» **WHAT YOU WILL DO**
Write out every line exactly, from the first line of the records below through the line that contains "threads. The channel's".

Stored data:
_ _ _
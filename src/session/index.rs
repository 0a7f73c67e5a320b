//! Concurrent tree construction for one collection.
//!
//! Work items flow through a bounded channel into a fixed pool of worker
//! threads. The channel's capacity is the backpressure: `send` blocks the
//! producer while the pool is behind. Each column's tree sits behind its
//! own lock, so distinct columns are built concurrently while one tree's
//! mutation stays serialized.

use std::fs::File;
use std::sync::Arc;
use std::thread::JoinHandle;

use ahash::AHashMap;
use crossbeam_channel::{Receiver, Sender, bounded};
use parking_lot::{Mutex, RwLock};
use tracing::{debug, error, info};

use crate::column::{ColumnWriter, PageIndexWriter};
use crate::config::Config;
use crate::directory::Directory;
use crate::error::{CanopyError, Result};
use crate::model::SimilarityModel;
use crate::postings::PostingsStore;
use crate::tree::{VectorNode, VectorTree};
use crate::vector::SparseVector;

struct WorkItem {
    doc_id: u64,
    key_id: u64,
    vector: SparseVector,
}

type ColumnMap = RwLock<AHashMap<u64, Arc<Mutex<VectorTree>>>>;

/// Shape diagnostics for one column's in-memory tree.
#[derive(Debug, Clone, Copy)]
pub struct ColumnInfo {
    pub key_id: u64,
    pub node_count: usize,
    pub doc_count: usize,
    pub depth: usize,
    pub width: usize,
}

/// An indexing session targeting a single collection.
///
/// The session exclusively owns its collection's in-memory trees and its
/// write-side streams for its lifetime; two sessions must not target the
/// same collection concurrently.
pub struct IndexSession {
    collection_id: u64,
    directory: Arc<Directory>,
    model: Arc<dyn SimilarityModel>,
    columns: Arc<ColumnMap>,
    sender: Option<Sender<WorkItem>>,
    workers: Vec<JoinHandle<()>>,
    vector_stream: File,
    postings: PostingsStore,
    flushed: bool,
}

impl IndexSession {
    pub fn new(
        collection_id: u64,
        directory: Arc<Directory>,
        model: Arc<dyn SimilarityModel>,
        config: &Config,
    ) -> Result<Self> {
        let vector_stream = directory.open_append(directory.vector_path(collection_id))?;
        let postings = directory.postings(collection_id)?;

        let columns: Arc<ColumnMap> = Arc::new(RwLock::new(AHashMap::new()));
        let (sender, receiver) = bounded(config.index_queue_size());
        let thread_count = config.index_thread_count();

        let mut workers = Vec::with_capacity(thread_count);
        for n in 0..thread_count {
            let receiver: Receiver<WorkItem> = receiver.clone();
            let columns = Arc::clone(&columns);
            let model = Arc::clone(&model);

            let handle = std::thread::Builder::new()
                .name(format!("canopy-index-{n}"))
                .spawn(move || {
                    for item in receiver {
                        let tree = column_tree(&columns, item.key_id);
                        tree.lock()
                            .add(VectorNode::new(item.vector, item.doc_id), model.as_ref());
                    }
                })?;
            workers.push(handle);
        }

        info!(
            collection = collection_id,
            threads = thread_count,
            "started indexing session"
        );

        Ok(IndexSession {
            collection_id,
            directory,
            model,
            columns,
            sender: Some(sender),
            workers,
            vector_stream,
            postings,
            flushed: false,
        })
    }

    pub fn collection_id(&self) -> u64 {
        self.collection_id
    }

    /// Tokenize `value` and enqueue one work item per token. Blocks while
    /// the work queue is full.
    pub fn put_value(&self, doc_id: u64, key_id: u64, value: &str) -> Result<()> {
        for vector in self.model.tokenize(value) {
            self.put(doc_id, key_id, vector)?;
        }
        Ok(())
    }

    /// Enqueue one `(docId, keyId, vector)` occurrence. Blocks while the
    /// work queue is full.
    pub fn put(&self, doc_id: u64, key_id: u64, vector: SparseVector) -> Result<()> {
        let sender = self.sender.as_ref().ok_or_else(|| {
            CanopyError::invalid_operation("put into a flushed index session")
        })?;

        sender
            .send(WorkItem {
                doc_id,
                key_id,
                vector,
            })
            .map_err(|_| CanopyError::index("indexing workers are gone"))?;

        Ok(())
    }

    /// Items currently waiting in the work queue.
    pub fn queue_len(&self) -> usize {
        self.sender.as_ref().map(Sender::len).unwrap_or(0)
    }

    /// Shape diagnostics for every column built so far.
    pub fn index_info(&self) -> Vec<ColumnInfo> {
        let columns = self.columns.read();
        let mut info: Vec<ColumnInfo> = columns
            .iter()
            .map(|(&key_id, tree)| {
                let tree = tree.lock();
                let (depth, width) = tree.size();
                ColumnInfo {
                    key_id,
                    node_count: tree.len(),
                    doc_count: tree.doc_count(),
                    depth,
                    width,
                }
            })
            .collect();
        info.sort_unstable_by_key(|column| column.key_id);
        info
    }

    /// Drain the queue, wait for every in-flight apply, and serialize each
    /// column's tree as one on-disk page. Idempotent; a second call is a
    /// no-op. After a flush the session no longer accepts work.
    pub fn flush(&mut self) -> Result<()> {
        if self.flushed {
            return Ok(());
        }
        self.flushed = true;

        // Closing the channel lets the workers drain it and exit; joining
        // them is the full barrier flush requires.
        drop(self.sender.take());
        for worker in self.workers.drain(..) {
            worker
                .join()
                .map_err(|_| CanopyError::index("an indexing worker panicked"))?;
        }

        let columns = self.columns.read();
        let mut key_ids: Vec<u64> = columns.keys().copied().collect();
        key_ids.sort_unstable();

        for key_id in key_ids {
            let tree = columns[&key_id].lock();
            if tree.is_empty() {
                continue;
            }

            let index_stream = self
                .directory
                .open_append(self.directory.index_path(self.collection_id, key_id))?;
            let mut writer = ColumnWriter::new(self.collection_id, key_id, index_stream);
            let mut page_index = PageIndexWriter::new(
                self.directory
                    .open_append(self.directory.page_index_path(self.collection_id, key_id))?,
            );

            let page = writer.create_page(
                &tree,
                self.model.as_ref(),
                &mut self.vector_stream,
                &mut self.postings,
                &mut page_index,
            )?;
            page_index.flush()?;

            debug!(
                collection = self.collection_id,
                key = key_id,
                nodes = tree.len(),
                length = page.length,
                "flushed column"
            );
        }
        drop(columns);

        self.directory.invalidate_page_info(self.collection_id);
        info!(collection = self.collection_id, "flushed indexing session");

        Ok(())
    }
}

impl Drop for IndexSession {
    fn drop(&mut self) {
        if !self.flushed {
            if let Err(e) = self.flush() {
                error!(collection = self.collection_id, error = %e, "flush on drop failed");
            }
        }
    }
}

fn column_tree(columns: &ColumnMap, key_id: u64) -> Arc<Mutex<VectorTree>> {
    if let Some(tree) = columns.read().get(&key_id) {
        return Arc::clone(tree);
    }

    let mut columns = columns.write();
    Arc::clone(
        columns
            .entry(key_id)
            .or_insert_with(|| Arc::new(Mutex::new(VectorTree::new()))),
    )
}

#[cfg(test)]
mod tests {
    use super::*;
    use crate::model::TextModel;

    fn session(dir: &tempfile::TempDir, config: &Config) -> IndexSession {
        let directory = Arc::new(Directory::open(dir.path()).unwrap());
        IndexSession::new(1, directory, Arc::new(TextModel::new()), config).unwrap()
    }

    #[test]
    fn test_flush_drains_and_serializes() {
        let dir = tempfile::tempdir().unwrap();
        let config = Config::new();
        let mut session = session(&dir, &config);

        for doc_id in 0..50 {
            session.put_value(doc_id, 0, "cat").unwrap();
            session.put_value(doc_id, 1, "dog").unwrap();
        }
        session.flush().unwrap();

        assert_eq!(session.queue_len(), 0);
        let info = session.index_info();
        assert_eq!(info.len(), 2);
        // All fifty "cat" occurrences merged into one node per column.
        assert_eq!(info[0].node_count, 1);
        assert_eq!(info[0].doc_count, 50);

        assert!(dir.path().join("1.0.ix").exists());
        assert!(dir.path().join("1.1.ixtp").exists());
    }

    #[test]
    fn test_flush_is_idempotent_and_put_after_flush_fails() {
        let dir = tempfile::tempdir().unwrap();
        let config = Config::new();
        let mut session = session(&dir, &config);

        session.put_value(1, 0, "cat").unwrap();
        session.flush().unwrap();
        session.flush().unwrap();

        let pages =
            crate::column::read_page_info(dir.path().join("1.0.ixtp")).unwrap();
        assert_eq!(pages.len(), 1);

        assert!(matches!(
            session.put_value(2, 0, "bat"),
            Err(CanopyError::InvalidOperation(_))
        ));
    }

    #[test]
    fn test_distinct_columns_do_not_share_trees() {
        let dir = tempfile::tempdir().unwrap();
        let config = Config::new();
        let mut session = session(&dir, &config);

        session.put_value(1, 0, "cat").unwrap();
        session.put_value(2, 7, "cat").unwrap();
        session.flush().unwrap();

        let info = session.index_info();
        assert_eq!(
            info.iter().map(|c| c.key_id).collect::<Vec<_>>(),
            vec![0, 7]
        );
        assert!(info.iter().all(|c| c.node_count == 1 && c.doc_count == 1));
    }
}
_ _ _
» **EXERCISE SOLUTION**
filename src/session/index.rs
repository 0a7f73c67e5a320b
//! Concurrent tree construction for one collection.
//!
//! Work items flow through a bounded channel into a fixed pool of worker
//! threads. The channel's capacity is the backpressure: `send` blocks the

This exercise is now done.